9~10月は、幸いにも様々な演奏会に足を運ぶことができました。

特に、IRCAMによる音楽祭〈マニフェスト〉のオープニング・コンサートは、今回パリに来て最初に訪れた演奏会だったこともあり印象的でした。

ミケル・ウルキーサ、ダニエル・ギジ、レベッカ・サンダースの3氏による声楽を含むアンサンブルのための作品は、それぞれ異なる作風でありながらも、制作・演奏の各水準において高い技術を感じさせるもので、パリの現代音楽シーンの豊かさを印象づけられました。

ところが周知のとおり、10月終わりごろよりフランスではロックダウンが布かれ、多くの演奏会が中止になったのはもちろん、音楽院の授業は個人レッスンを除きオンライン形式となりました。

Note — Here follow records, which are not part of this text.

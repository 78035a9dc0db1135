use thiserror::Error;

use std::fmt;

use crate::message::Message;

/// Kind of record an error refers to.
#[derive(Debug, Clone, Copy, PartialEq, Eq)]
pub enum Resource {
    Conversation,
    Message,
    User,
}

impl fmt::Display for Resource {
    fn fmt(&self, f: &mut fmt::Formatter<'_>) -> fmt::Result {
        match self {
            Resource::Conversation => write!(f, "conversation"),
            Resource::Message => write!(f, "message"),
            Resource::User => write!(f, "user"),
        }
    }
}

/// A single field failed validation.
#[derive(Debug, Clone, PartialEq, Eq, Error)]
#[error("{field}: {message}")]
pub struct ValidationError {
    pub field: &'static str,
    pub message: String,
}

impl ValidationError {
    pub fn new(field: &'static str, message: impl Into<String>) -> Self {
        Self {
            field,
            message: message.into(),
        }
    }
}

/// Errors from repository operations (used by trait definitions in parley-core).
#[derive(Debug, Error)]
pub enum RepositoryError {
    #[error("database connection error")]
    Connection,

    #[error("query error: {0}")]
    Query(String),

    #[error("entity not found")]
    NotFound,

    #[error("conflict: {0}")]
    Conflict(String),

    /// The target row exists but has been soft-deleted.
    #[error("entity is inactive")]
    Inactive,
}

/// Provider-agnostic failure of the completion gateway.
///
/// Callers see exactly these four kinds; everything the provider reports is
/// folded into one of them.
#[derive(Debug, Clone, PartialEq, Eq, Error)]
pub enum AiError {
    #[error("AI service rejected the configured API key")]
    InvalidCredential,

    #[error("AI service quota exceeded, please try again later")]
    QuotaExceeded,

    #[error("AI service blocked the content for safety reasons")]
    ContentBlocked,

    #[error("failed to get AI response: {0}")]
    Unavailable(String),
}

/// Bearer credential failures. All map to 401.
#[derive(Debug, Clone, PartialEq, Eq, Error)]
pub enum AuthError {
    #[error("Not authorized, no token provided")]
    MissingToken,

    #[error("Invalid token")]
    InvalidToken,

    #[error("Token expired")]
    TokenExpired,

    #[error("User not found")]
    UserNotFound,

    #[error("Invalid credentials")]
    InvalidCredentials,

    #[error("token signing failed: {0}")]
    Signing(String),
}

/// Errors surfaced by conversation, message, and turn operations.
#[derive(Debug, Error)]
pub enum ChatError {
    #[error(transparent)]
    Validation(#[from] ValidationError),

    #[error("Invalid {0} ID format")]
    InvalidId(Resource),

    #[error("{0} not found")]
    NotFound(Resource),

    #[error("Not authorized to access this {0}")]
    Forbidden(Resource),

    #[error("conversation has been deleted")]
    ConversationInactive,

    /// The user message was stored but no assistant reply could be produced.
    #[error("{source}")]
    TurnFailed {
        user_message: Box<Message>,
        source: AiError,
    },

    #[error("storage error: {0}")]
    Storage(String),
}

impl From<RepositoryError> for ChatError {
    fn from(err: RepositoryError) -> Self {
        match err {
            RepositoryError::Inactive => ChatError::ConversationInactive,
            RepositoryError::NotFound => ChatError::NotFound(Resource::Conversation),
            other => ChatError::Storage(other.to_string()),
        }
    }
}

/// Errors surfaced by account operations.
#[derive(Debug, Error)]
pub enum UserError {
    #[error(transparent)]
    Validation(#[from] ValidationError),

    #[error("Invalid user ID format")]
    InvalidId,

    #[error("user not found")]
    NotFound,

    #[error("Not authorized to modify this profile")]
    Forbidden,

    #[error("{0}")]
    Conflict(String),

    #[error(transparent)]
    Auth(#[from] AuthError),

    #[error("password hashing failed: {0}")]
    Hashing(String),

    #[error("storage error: {0}")]
    Storage(String),
}

impl From<RepositoryError> for UserError {
    fn from(err: RepositoryError) -> Self {
        match err {
            RepositoryError::NotFound => UserError::NotFound,
            RepositoryError::Conflict(msg) => UserError::Conflict(msg),
            other => UserError::Storage(other.to_string()),
        }
    }
}
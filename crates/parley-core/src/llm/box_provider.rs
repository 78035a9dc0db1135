//! Runtime-selected provider handle.
//!
//! [`LlmProvider`] returns `impl Future`, so it has no vtable. The private
//! [`ErasedProvider`] trait boxes that future and is implemented for every
//! provider, which lets [`BoxLlmProvider`] store any backend behind one type.

use std::fmt;
use std::future::Future;
use std::pin::Pin;

use parley_types::llm::{CompletionRequest, CompletionResponse, LlmError};

use super::provider::LlmProvider;

type CompletionFuture<'a> =
    Pin<Box<dyn Future<Output = Result<CompletionResponse, LlmError>> + Send + 'a>>;

trait ErasedProvider: Send + Sync {
    fn provider_name(&self) -> &str;

    fn complete_erased<'a>(&'a self, request: &'a CompletionRequest) -> CompletionFuture<'a>;
}

impl<P: LlmProvider> ErasedProvider for P {
    fn provider_name(&self) -> &str {
        self.name()
    }

    fn complete_erased<'a>(&'a self, request: &'a CompletionRequest) -> CompletionFuture<'a> {
        Box::pin(self.complete(request))
    }
}

/// Owned, type-erased [`LlmProvider`].
pub struct BoxLlmProvider(Box<dyn ErasedProvider>);

impl BoxLlmProvider {
    pub fn new<P: LlmProvider + 'static>(provider: P) -> Self {
        Self(Box::new(provider))
    }

    pub fn name(&self) -> &str {
        self.0.provider_name()
    }

    pub async fn complete(
        &self,
        request: &CompletionRequest,
    ) -> Result<CompletionResponse, LlmError> {
        self.0.complete_erased(request).await
    }
}

impl fmt::Debug for BoxLlmProvider {
    fn fmt(&self, f: &mut fmt::Formatter<'_>) -> fmt::Result {
        f.debug_tuple("BoxLlmProvider").field(&self.name()).finish()
    }
}

#[cfg(test)]
mod tests {
    use super::*;
    use crate::testing::ScriptedProvider;
    use parley_types::llm::PromptMessage;

    #[tokio::test]
    async fn test_delegates_to_inner_provider() {
        let scripted = ScriptedProvider::default();
        scripted.push(ScriptedProvider::reply("boxed", 4));
        let boxed = BoxLlmProvider::new(scripted.clone());

        let request = CompletionRequest {
            model: "m".into(),
            messages: vec![PromptMessage::user("hello")],
            system: None,
            max_tokens: 16,
            temperature: None,
        };
        let response = boxed.complete(&request).await.unwrap();

        assert_eq!(response.content, "boxed");
        assert_eq!(boxed.name(), "scripted");
        assert_eq!(scripted.requests().len(), 1);
        assert_eq!(format!("{boxed:?}"), r#"BoxLlmProvider("scripted")"#);
    }
}
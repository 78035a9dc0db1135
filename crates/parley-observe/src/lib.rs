//! Observability for Parley: subscriber initialization and shutdown.

pub mod tracing_setup;
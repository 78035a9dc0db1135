//! HS256 JWT implementation of `TokenService`.
//!
//! Claims carry the user id in `sub` plus `iat`/`exp` (seconds since epoch).

use chrono::{Duration, Utc};
use jsonwebtoken::errors::ErrorKind;
use jsonwebtoken::{Algorithm, DecodingKey, EncodingKey, Header, Validation, decode, encode};
use serde::{Deserialize, Serialize};

use parley_core::auth::token::TokenService;
use parley_types::error::AuthError;
use parley_types::id::UserId;

#[derive(Debug, Serialize, Deserialize)]
struct Claims {
    sub: String,
    iat: i64,
    exp: i64,
}

pub struct JwtTokenService {
    encoding: EncodingKey,
    decoding: DecodingKey,
    validation: Validation,
    ttl: Duration,
}

impl JwtTokenService {
    pub fn new(secret: &str, ttl_hours: u64) -> Self {
        let mut validation = Validation::new(Algorithm::HS256);
        validation.leeway = 0;
        validation.set_required_spec_claims(&["exp", "sub"]);

        Self {
            encoding: EncodingKey::from_secret(secret.as_bytes()),
            decoding: DecodingKey::from_secret(secret.as_bytes()),
            validation,
            ttl: Duration::hours(i64::try_from(ttl_hours).unwrap_or(i64::MAX / 3600)),
        }
    }

    fn issue_at(&self, user_id: &UserId, issued_at: chrono::DateTime<Utc>) -> Result<String, AuthError> {
        let claims = Claims {
            sub: user_id.to_string(),
            iat: issued_at.timestamp(),
            exp: (issued_at + self.ttl).timestamp(),
        };
        encode(&Header::new(Algorithm::HS256), &claims, &self.encoding)
            .map_err(|e| AuthError::Signing(e.to_string()))
    }
}

impl TokenService for JwtTokenService {
    fn issue(&self, user_id: &UserId) -> Result<String, AuthError> {
        self.issue_at(user_id, Utc::now())
    }

    fn authenticate(&self, token: &str) -> Result<UserId, AuthError> {
        let data = decode::<Claims>(token, &self.decoding, &self.validation).map_err(|e| {
            match e.kind() {
                ErrorKind::ExpiredSignature => AuthError::TokenExpired,
                _ => AuthError::InvalidToken,
            }
        })?;
        data.claims.sub.parse().map_err(|_| AuthError::InvalidToken)
    }
}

このレポートを書いている12月現在は、ロックダウンこそ解除されているものの夜間外出禁止令が布かれており、また授業も変わらずオンラインとなっています。

困難な留学生活の始まりといえるかもしれません。

とはいえ、授業・レッスンを受けるなかでそれなりに得られているものもあると感じています。

 

例えば電子音楽に関しては、3人の先生から理論、歴史、実技を学んでおり、充実した学習環境が得られています。

1年次に受ける授業のおよそ半分が電子音楽関係であり、制作の手順、発想方法、美的感覚が、コンセルヴァトワールらしくきっちりと教えられます。

特に、ある先生に自分で作ってみた音を聴いていただいた際、一度聴いただけで音響処理の問題点をぴたりと言い当てられたときは驚きました。

電子音響分野で仕事をされてきた先生の並々でない経験と知識に圧倒され、また自身の美意識についても再考を迫られた、印象的な出来事でした。

 

このように学校内外で様々なことを経験しつつ、作品制作を進めています。

うまくいけば、来年(2021年)の2月と5月に作品発表の機会が得られる予定なのですが、まだまだ大変な状況が続きそうです。

また次回よいご報告ができることを願っています。

 

最後になりましたが、ロームミュージックファンデーション様の多大なるご支援に、改めて御礼申し上げます。

素晴らしい場所で勉強を続けられることへの感謝を胸に、引き続き作品を作ってまいります。